* What this task involves: Nothing in the listing may change. Repeat all of it.

* Information given:
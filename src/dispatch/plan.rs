//! 动作计划与结构校验
//!
//! 使用邻接表和入度表做拓扑排序检查环；计划一经构造即不可变，只暴露只读访问。

use std::collections::{BTreeMap, HashMap, HashSet};

use serde::Serialize;

use crate::dispatch::error::PlanError;
use crate::dispatch::types::{ActionKind, DetectedAction};

/// 经过校验的动作计划：非空、类型唯一、依赖只引用计划内类型且无环，按优先级稳定排序
#[derive(Debug, Clone, Serialize)]
pub struct ActionPlan {
    actions: Vec<DetectedAction>,
}

/// 同一优先级的一组动作
#[derive(Debug)]
pub struct Tier<'a> {
    pub priority: u8,
    pub actions: Vec<&'a DetectedAction>,
}

impl ActionPlan {
    pub fn new(mut actions: Vec<DetectedAction>) -> Result<Self, PlanError> {
        validate(&actions)?;
        actions.sort_by_key(|a| a.priority);
        Ok(Self { actions })
    }

    pub fn actions(&self) -> &[DetectedAction] {
        &self.actions
    }

    pub fn kinds(&self) -> Vec<ActionKind> {
        self.actions.iter().map(|a| a.kind).collect()
    }

    pub fn get(&self, kind: ActionKind) -> Option<&DetectedAction> {
        self.actions.iter().find(|a| a.kind == kind)
    }

    pub fn contains(&self, kind: ActionKind) -> bool {
        self.get(kind).is_some()
    }

    pub fn len(&self) -> usize {
        self.actions.len()
    }

    pub fn is_empty(&self) -> bool {
        self.actions.is_empty()
    }

    /// 按优先级升序分层
    pub fn tiers(&self) -> Vec<Tier<'_>> {
        let mut grouped: BTreeMap<u8, Vec<&DetectedAction>> = BTreeMap::new();
        for action in &self.actions {
            grouped.entry(action.priority).or_default().push(action);
        }
        grouped
            .into_iter()
            .map(|(priority, actions)| Tier { priority, actions })
            .collect()
    }

    /// 每条依赖都必须指向更早的层；同层或更晚层的依赖无法在启动前完成
    pub fn check_tier_order(&self) -> Result<(), PlanError> {
        for action in &self.actions {
            for dep in &action.depends_on {
                let dep_priority = self
                    .get(*dep)
                    .map(|d| d.priority)
                    .ok_or(PlanError::MissingDependency {
                        kind: action.kind,
                        missing: *dep,
                    })?;
                if dep_priority >= action.priority {
                    return Err(PlanError::DependencyNotEarlier {
                        kind: action.kind,
                        priority: action.priority,
                        dependency: *dep,
                        dependency_priority: dep_priority,
                    });
                }
            }
        }
        Ok(())
    }
}

/// 校验计划结构
pub fn validate(actions: &[DetectedAction]) -> Result<(), PlanError> {
    if actions.is_empty() {
        return Err(PlanError::Empty);
    }

    let mut seen = HashSet::new();
    for action in actions {
        if !seen.insert(action.kind) {
            return Err(PlanError::DuplicateKind(action.kind));
        }
        let payload_kind = action.payload.kind();
        if payload_kind != action.kind {
            return Err(PlanError::PayloadMismatch {
                kind: action.kind,
                payload: payload_kind,
            });
        }
    }

    for action in actions {
        for dep in &action.depends_on {
            if *dep == action.kind {
                return Err(PlanError::SelfDependency(action.kind));
            }
            if !seen.contains(dep) {
                return Err(PlanError::MissingDependency {
                    kind: action.kind,
                    missing: *dep,
                });
            }
        }
    }

    check_acyclic(actions)
}

fn check_acyclic(actions: &[DetectedAction]) -> Result<(), PlanError> {
    // 邻接表：类型 -> 依赖它的类型；入度表：类型 -> 未满足的依赖数
    let mut adjacency: HashMap<ActionKind, Vec<ActionKind>> = HashMap::new();
    let mut in_degree: HashMap<ActionKind, usize> = HashMap::new();

    for action in actions {
        in_degree.insert(action.kind, action.depends_on.len());
        for dep in &action.depends_on {
            adjacency.entry(*dep).or_default().push(action.kind);
        }
    }

    let mut ready: Vec<ActionKind> = in_degree
        .iter()
        .filter(|(_, degree)| **degree == 0)
        .map(|(kind, _)| *kind)
        .collect();
    let mut visited = 0;

    while let Some(kind) = ready.pop() {
        visited += 1;
        for dependent in adjacency.get(&kind).into_iter().flatten() {
            if let Some(degree) = in_degree.get_mut(dependent) {
                *degree -= 1;
                if *degree == 0 {
                    ready.push(*dependent);
                }
            }
        }
    }

    if visited == actions.len() {
        Ok(())
    } else {
        let mut cycle: Vec<ActionKind> = in_degree
            .into_iter()
            .filter(|(_, degree)| *degree > 0)
            .map(|(kind, _)| kind)
            .collect();
        cycle.sort();
        Err(PlanError::CyclicDependency(cycle))
    }
}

* Result below:
filename src/dispatch/plan.rs
//! 动作计划与结构校验
//!
//! 使用邻接表和入度表做拓扑排序检查环；计划一经构造即不可变，只暴露只读访问。

use std::collections::{BTreeMap, HashMap, HashSet};

use serde::Serialize;

use crate::dispatch::error::PlanError;
use crate::dispatch::types::{ActionKind, DetectedAction};

/// 经过校验的动作计划：非空、类型唯一、依赖只引用计划内类型且无环，按优先级稳定排序
#[derive(Debug, Clone, Serialize)]
pub struct ActionPlan {
    actions: Vec<DetectedAction>,
}

/// 同一优先级的一组动作
#[derive(Debug)]
pub struct Tier<'a> {
    pub priority: u8,
    pub actions: Vec<&'a DetectedAction>,
}

impl ActionPlan {
    pub fn new(mut actions: Vec<DetectedAction>) -> Result<Self, PlanError> {
        validate(&actions)?;
        actions.sort_by_key(|a| a.priority);
        Ok(Self { actions })
    }

    pub fn actions(&self) -> &[DetectedAction] {
        &self.actions
    }

    pub fn kinds(&self) -> Vec<ActionKind> {
        self.actions.iter().map(|a| a.kind).collect()
    }

    pub fn get(&self, kind: ActionKind) -> Option<&DetectedAction> {
        self.actions.iter().find(|a| a.kind == kind)
    }

    pub fn contains(&self, kind: ActionKind) -> bool {
        self.get(kind).is_some()
    }

    pub fn len(&self) -> usize {
        self.actions.len()
    }

    pub fn is_empty(&self) -> bool {
        self.actions.is_empty()
    }

    /// 按优先级升序分层
    pub fn tiers(&self) -> Vec<Tier<'_>> {
        let mut grouped: BTreeMap<u8, Vec<&DetectedAction>> = BTreeMap::new();
        for action in &self.actions {
            grouped.entry(action.priority).or_default().push(action);
        }
        grouped
            .into_iter()
            .map(|(priority, actions)| Tier { priority, actions })
            .collect()
    }

    /// 每条依赖都必须指向更早的层；同层或更晚层的依赖无法在启动前完成
    pub fn check_tier_order(&self) -> Result<(), PlanError> {
        for action in &self.actions {
            for dep in &action.depends_on {
                let dep_priority = self
                    .get(*dep)
                    .map(|d| d.priority)
                    .ok_or(PlanError::MissingDependency {
                        kind: action.kind,
                        missing: *dep,
                    })?;
                if dep_priority >= action.priority {
                    return Err(PlanError::DependencyNotEarlier {
                        kind: action.kind,
                        priority: action.priority,
                        dependency: *dep,
                        dependency_priority: dep_priority,
                    });
                }
            }
        }
        Ok(())
    }
}

/// 校验计划结构
pub fn validate(actions: &[DetectedAction]) -> Result<(), PlanError> {
    if actions.is_empty() {
        return Err(PlanError::Empty);
    }

    let mut seen = HashSet::new();
    for action in actions {
        if !seen.insert(action.kind) {
            return Err(PlanError::DuplicateKind(action.kind));
        }
        let payload_kind = action.payload.kind();
        if payload_kind != action.kind {
            return Err(PlanError::PayloadMismatch {
                kind: action.kind,
                payload: payload_kind,
            });
        }
    }

    for action in actions {
        for dep in &action.depends_on {
            if *dep == action.kind {
                return Err(PlanError::SelfDependency(action.kind));
            }
            if !seen.contains(dep) {
                return Err(PlanError::MissingDependency {
                    kind: action.kind,
                    missing: *dep,
                });
            }
        }
    }

    check_acyclic(actions)
}

fn check_acyclic(actions: &[DetectedAction]) -> Result<(), PlanError> {
    // 邻接表：类型 -> 依赖它的类型；入度表：类型 -> 未满足的依赖数
    let mut adjacency: HashMap<ActionKind, Vec<ActionKind>> = HashMap::new();
    let mut in_degree: HashMap<ActionKind, usize> = HashMap::new();

    for action in actions {
        in_degree.insert(action.kind, action.depends_on.len());
        for dep in &action.depends_on {
            adjacency.entry(*dep).or_default().push(action.kind);
        }
    }

    let mut ready: Vec<ActionKind> = in_degree
        .iter()
        .filter(|(_, degree)| **degree == 0)
        .map(|(kind, _)| *kind)
        .collect();
    let mut visited = 0;

    while let Some(kind) = ready.pop() {
        visited += 1;
        for dependent in adjacency.get(&kind).into_iter().flatten() {
            if let Some(degree) = in_degree.get_mut(dependent) {
                *degree -= 1;
                if *degree == 0 {
                    ready.push(*dependent);
                }
            }
        }
    }

    if visited == actions.len() {
        Ok(())
    } else {
        let mut cycle: Vec<ActionKind> = in_degree
            .into_iter()
            .filter(|(_, degree)| *degree > 0)
            .map(|(kind, _)| kind)
            .collect();
        cycle.sort();
        Err(PlanError::CyclicDependency(cycle))
    }
}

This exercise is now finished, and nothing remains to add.